Task item:
For the records that follow, say how many lines have the word "pcmu" in them. Write the number and nothing more.

Extracted records:
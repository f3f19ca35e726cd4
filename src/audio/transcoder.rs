//! Conversion between wire payloads and linear 16-bit samples.

use serde::{Deserialize, Serialize};

use super::FRAME_SAMPLES;
use super::g711;

/// Sample encoding carried in the RTP payload.
#[derive(Debug, Clone, Copy, PartialEq, Eq, Default, Deserialize, Serialize)]
#[serde(rename_all = "lowercase")]
pub enum WireEncoding {
    /// G.711 mu-law, one byte per sample.
    #[default]
    #[serde(alias = "pcmu", alias = "mulaw")]
    Ulaw,
    /// Signed 16-bit little-endian, two bytes per sample.
    #[serde(alias = "slin", alias = "l16")]
    Linear16,
}

impl WireEncoding {
    pub fn bytes_per_sample(self) -> usize {
        match self {
            WireEncoding::Ulaw => 1,
            WireEncoding::Linear16 => 2,
        }
    }

    /// Payload size of one 20 ms frame.
    pub fn frame_bytes(self) -> usize {
        FRAME_SAMPLES * self.bytes_per_sample()
    }

    /// Byte value that decodes to silence; pads the last short frame.
    pub fn silence_byte(self) -> u8 {
        match self {
            WireEncoding::Ulaw => g711::ULAW_SILENCE,
            WireEncoding::Linear16 => 0x00,
        }
    }

    /// Static payload type used when the config does not pin one.
    pub fn default_payload_type(self) -> u8 {
        match self {
            WireEncoding::Ulaw => 0,
            WireEncoding::Linear16 => 96,
        }
    }
}

/// Expands a wire payload to linear samples. A trailing odd byte on the
/// linear path is dropped.
pub fn decode_frame(payload: &[u8], encoding: WireEncoding) -> Vec<i16> {
    match encoding {
        WireEncoding::Ulaw => payload.iter().map(|&b| g711::ulaw_to_linear(b)).collect(),
        WireEncoding::Linear16 => pcm_from_le_bytes(payload),
    }
}

/// Compresses linear samples into a wire payload.
pub fn encode_frame(samples: &[i16], encoding: WireEncoding) -> Vec<u8> {
    match encoding {
        WireEncoding::Ulaw => samples.iter().map(|&s| g711::linear_to_ulaw(s)).collect(),
        WireEncoding::Linear16 => pcm_to_le_bytes(samples),
    }
}

pub fn pcm_from_le_bytes(bytes: &[u8]) -> Vec<i16> {
    bytes
        .chunks_exact(2)
        .map(|pair| i16::from_le_bytes([pair[0], pair[1]]))
        .collect()
}

pub fn pcm_to_le_bytes(samples: &[i16]) -> Vec<u8> {
    let mut out = Vec::with_capacity(samples.len() * 2);
    for s in samples {
        out.extend_from_slice(&s.to_le_bytes());
    }
    out
}

#[cfg(test)]
mod tests {
    use super::*;

    #[test]
    fn test_frame_geometry() {
        assert_eq!(WireEncoding::Ulaw.frame_bytes(), 160);
        assert_eq!(WireEncoding::Linear16.frame_bytes(), 320);
        assert_eq!(decode_frame(&[WireEncoding::Ulaw.silence_byte(); 160], WireEncoding::Ulaw), vec![0i16; 160]);
    }

    #[test]
    fn test_linear_passthrough() {
        let samples = [0i16, 1, -1, i16::MAX, i16::MIN, 1234];
        let payload = encode_frame(&samples, WireEncoding::Linear16);
        assert_eq!(payload.len(), 12);
        assert_eq!(&payload[..4], &[0, 0, 1, 0]);
        assert_eq!(decode_frame(&payload, WireEncoding::Linear16), samples);
    }

    #[test]
    fn test_linear_odd_byte_dropped() {
        assert_eq!(decode_frame(&[0x10, 0x00, 0x7F], WireEncoding::Linear16), vec![16]);
    }

    #[test]
    fn test_ulaw_frame_within_quantization() {
        let samples: Vec<i16> = (0..160).map(|i| ((i as i32 - 80) * 300) as i16).collect();
        let payload = encode_frame(&samples, WireEncoding::Ulaw);
        assert_eq!(payload.len(), samples.len());
        let back = decode_frame(&payload, WireEncoding::Ulaw);
        for (a, b) in samples.iter().zip(back.iter()) {
            let err = (*a as i32 - *b as i32).abs();
            assert!(err <= (*a as i32).abs() / 16 + 16);
        }
    }

    #[test]
    fn test_encoding_names() {
        #[derive(Deserialize)]
        struct Wrap {
            enc: WireEncoding,
        }
        let w: Wrap = serde_json::from_str(r#"{"enc":"pcmu"}"#).unwrap();
        assert_eq!(w.enc, WireEncoding::Ulaw);
        let w: Wrap = serde_json::from_str(r#"{"enc":"linear16"}"#).unwrap();
        assert_eq!(w.enc, WireEncoding::Linear16);
    }
}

Solution for this task:
2